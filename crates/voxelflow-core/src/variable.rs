//! Named variable handles and the live variable set of a graph
//!
//! Graph-construction code registers every trainable or stateful tensor here.
//! Restoration and initialization ops produced by the engine write values
//! back through the handles; identity (not name) decides whether a variable
//! has already been claimed by a restoration source.

use crate::{dtype_from_type, DType, EngineError, Result, Shape, Tensor};
use num_traits::{One, Zero};
use std::collections::HashMap;
use std::sync::atomic::{AtomicUsize, Ordering};
use std::sync::{Arc, RwLock};

static NEXT_VARIABLE_ID: AtomicUsize = AtomicUsize::new(0);

/// Process-unique variable identity
#[derive(Debug, Clone, Copy, PartialEq, Eq, Hash, PartialOrd, Ord)]
pub struct VariableId(usize);

/// Default-initialization policy of a variable
///
/// Applied when no checkpoint entry claims the variable.
#[derive(Debug, Clone)]
pub enum Initializer<T> {
    Zeros,
    Ones,
    Constant(T),
}

impl<T: Clone + Zero + One> Initializer<T> {
    /// Materialize an initial value of the given shape
    pub fn materialize(&self, shape: &Shape) -> Tensor<T> {
        match self {
            Initializer::Zeros => Tensor::zeros(shape.dims()),
            Initializer::Ones => Tensor::ones(shape.dims()),
            Initializer::Constant(value) => Tensor::from_array(ndarray::ArrayD::from_elem(
                ndarray::IxDyn(shape.dims()),
                value.clone(),
            )),
        }
    }
}

#[derive(Debug)]
struct VariableInner<T> {
    id: VariableId,
    name: String,
    shape: Shape,
    dtype: DType,
    initializer: Initializer<T>,
    value: RwLock<Option<Tensor<T>>>,
}

/// A named, shaped variable handle
///
/// Cheap to clone; all clones share the same value slot. The handle is owned
/// by graph-construction code, the engine only reads identity/shape/dtype and
/// writes values through assignment.
#[derive(Debug)]
pub struct Variable<T> {
    inner: Arc<VariableInner<T>>,
}

impl<T> Clone for Variable<T> {
    fn clone(&self) -> Self {
        Self {
            inner: Arc::clone(&self.inner),
        }
    }
}

impl<T: 'static> Variable<T> {
    fn new(name: String, shape: Shape, initializer: Initializer<T>) -> Self {
        Self {
            inner: Arc::new(VariableInner {
                id: VariableId(NEXT_VARIABLE_ID.fetch_add(1, Ordering::Relaxed)),
                name,
                shape,
                dtype: dtype_from_type::<T>(),
                initializer,
                value: RwLock::new(None),
            }),
        }
    }
}

impl<T> Variable<T> {
    pub fn id(&self) -> VariableId {
        self.inner.id
    }

    /// Fully-qualified name, globally unique within the owning store
    pub fn name(&self) -> &str {
        &self.inner.name
    }

    pub fn shape(&self) -> &Shape {
        &self.inner.shape
    }

    pub fn dtype(&self) -> DType {
        self.inner.dtype
    }

    pub fn initializer(&self) -> &Initializer<T> {
        &self.inner.initializer
    }

    /// Whether an assignment has run for this variable
    pub fn is_initialized(&self) -> bool {
        self.inner
            .value
            .read()
            .map(|slot| slot.is_some())
            .unwrap_or(false)
    }

    /// Assign a value, checking the shape against the declared one
    pub fn assign(&self, value: Tensor<T>) -> Result<()> {
        if value.shape() != &self.inner.shape {
            return Err(EngineError::shape_mismatch(
                "assign",
                self.inner.shape.to_string(),
                value.shape().to_string(),
            ));
        }
        let mut slot = self.inner.value.write().map_err(|_| {
            EngineError::precondition("assign", "variable value lock poisoned")
        })?;
        *slot = Some(value);
        Ok(())
    }
}

impl<T: Clone> Variable<T> {
    /// Current value, if any assignment has run
    pub fn value(&self) -> Option<Tensor<T>> {
        self.inner
            .value
            .read()
            .ok()
            .and_then(|slot| slot.clone())
    }
}

impl<T: Clone + Zero + One> Variable<T> {
    /// Apply the variable's own default initializer
    pub fn initialize(&self) -> Result<()> {
        self.assign(self.inner.initializer.materialize(&self.inner.shape))
    }
}

/// The live set of graph variables, in registration order
///
/// Explicit replacement for an implicit process-wide variables collection:
/// graph construction owns the store and passes it to the restore
/// orchestrator.
#[derive(Debug, Default)]
pub struct VariableStore<T> {
    variables: Vec<Variable<T>>,
    index: HashMap<String, usize>,
}

impl<T: 'static> VariableStore<T> {
    pub fn new() -> Self {
        Self {
            variables: Vec::new(),
            index: HashMap::new(),
        }
    }

    /// Register a new variable under a globally unique name
    pub fn add_variable(
        &mut self,
        name: &str,
        shape: Shape,
        initializer: Initializer<T>,
    ) -> Result<Variable<T>> {
        if name.is_empty() {
            return Err(EngineError::invalid_argument(
                "add_variable",
                "variable name must not be empty",
            ));
        }
        if self.index.contains_key(name) {
            return Err(EngineError::invalid_argument(
                "add_variable",
                format!("variable name '{}' already registered", name),
            ));
        }
        let variable = Variable::new(name.to_string(), shape, initializer);
        self.index.insert(name.to_string(), self.variables.len());
        self.variables.push(variable.clone());
        Ok(variable)
    }
}

impl<T> VariableStore<T> {
    /// All registered variables, in registration order
    pub fn global_variables(&self) -> &[Variable<T>] {
        &self.variables
    }

    /// Variables whose fully-qualified name starts with the given prefix,
    /// in registration order
    pub fn scope_variables(&self, prefix: &str) -> Vec<Variable<T>> {
        self.variables
            .iter()
            .filter(|v| v.name().starts_with(prefix))
            .cloned()
            .collect()
    }

    pub fn get(&self, name: &str) -> Option<&Variable<T>> {
        self.index.get(name).map(|&i| &self.variables[i])
    }

    pub fn len(&self) -> usize {
        self.variables.len()
    }

    pub fn is_empty(&self) -> bool {
        self.variables.is_empty()
    }
}

#[cfg(test)]
mod tests {
    use super::*;

    #[test]
    fn test_add_variable_and_lookup() {
        let mut store = VariableStore::<f32>::new();
        let w = store
            .add_variable("net/conv/w", Shape::from_slice(&[2, 2]), Initializer::Zeros)
            .unwrap();
        assert_eq!(w.name(), "net/conv/w");
        assert_eq!(w.dtype(), crate::DType::Float32);
        assert!(store.get("net/conv/w").is_some());
        assert_eq!(store.len(), 1);
    }

    #[test]
    fn test_duplicate_name_rejected() {
        let mut store = VariableStore::<f32>::new();
        store
            .add_variable("net/w", Shape::from_slice(&[1]), Initializer::Zeros)
            .unwrap();
        let result = store.add_variable("net/w", Shape::from_slice(&[1]), Initializer::Zeros);
        assert!(result.is_err());
    }

    #[test]
    fn test_empty_name_rejected() {
        let mut store = VariableStore::<f32>::new();
        assert!(store
            .add_variable("", Shape::from_slice(&[1]), Initializer::Zeros)
            .is_err());
    }

    #[test]
    fn test_scope_variables_prefix_match() {
        let mut store = VariableStore::<f32>::new();
        store
            .add_variable("net/conv/w", Shape::from_slice(&[1]), Initializer::Zeros)
            .unwrap();
        store
            .add_variable("net/conv/b", Shape::from_slice(&[1]), Initializer::Zeros)
            .unwrap();
        store
            .add_variable("head/w", Shape::from_slice(&[1]), Initializer::Zeros)
            .unwrap();
        let in_scope = store.scope_variables("net/conv");
        assert_eq!(in_scope.len(), 2);
        assert!(in_scope.iter().all(|v| v.name().starts_with("net/conv")));
    }

    #[test]
    fn test_assign_checks_shape() {
        let mut store = VariableStore::<f32>::new();
        let w = store
            .add_variable("w", Shape::from_slice(&[2]), Initializer::Zeros)
            .unwrap();
        assert!(w.assign(Tensor::zeros(&[3])).is_err());
        assert!(!w.is_initialized());
        w.assign(Tensor::from_vec(&[2], vec![1.0, 2.0]).unwrap()).unwrap();
        assert!(w.is_initialized());
        assert_eq!(w.value().unwrap().get(&[1]), Some(2.0));
    }

    #[test]
    fn test_initialize_applies_default_initializer() {
        let mut store = VariableStore::<f32>::new();
        let b = store
            .add_variable("b", Shape::from_slice(&[2]), Initializer::Constant(0.1))
            .unwrap();
        b.initialize().unwrap();
        assert_eq!(b.value().unwrap().get(&[0]), Some(0.1));
    }

    #[test]
    fn test_clones_share_the_value_slot() {
        let mut store = VariableStore::<f32>::new();
        let a = store
            .add_variable("a", Shape::from_slice(&[1]), Initializer::Zeros)
            .unwrap();
        let b = a.clone();
        assert_eq!(a.id(), b.id());
        a.assign(Tensor::from_vec(&[1], vec![7.0]).unwrap()).unwrap();
        assert_eq!(b.value().unwrap().get(&[0]), Some(7.0));
    }
}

━━━━━━━━━━

» **Exercise brief**: Each line of the entries above that has the word "Debug" is to be copied.

» **Response box**:
#[derive(Debug, Clone, Copy, PartialEq, Eq, Hash, PartialOrd, Ord)]
#[derive(Debug, Clone)]
#[derive(Debug)]
#[derive(Debug)]
#[derive(Debug, Default)]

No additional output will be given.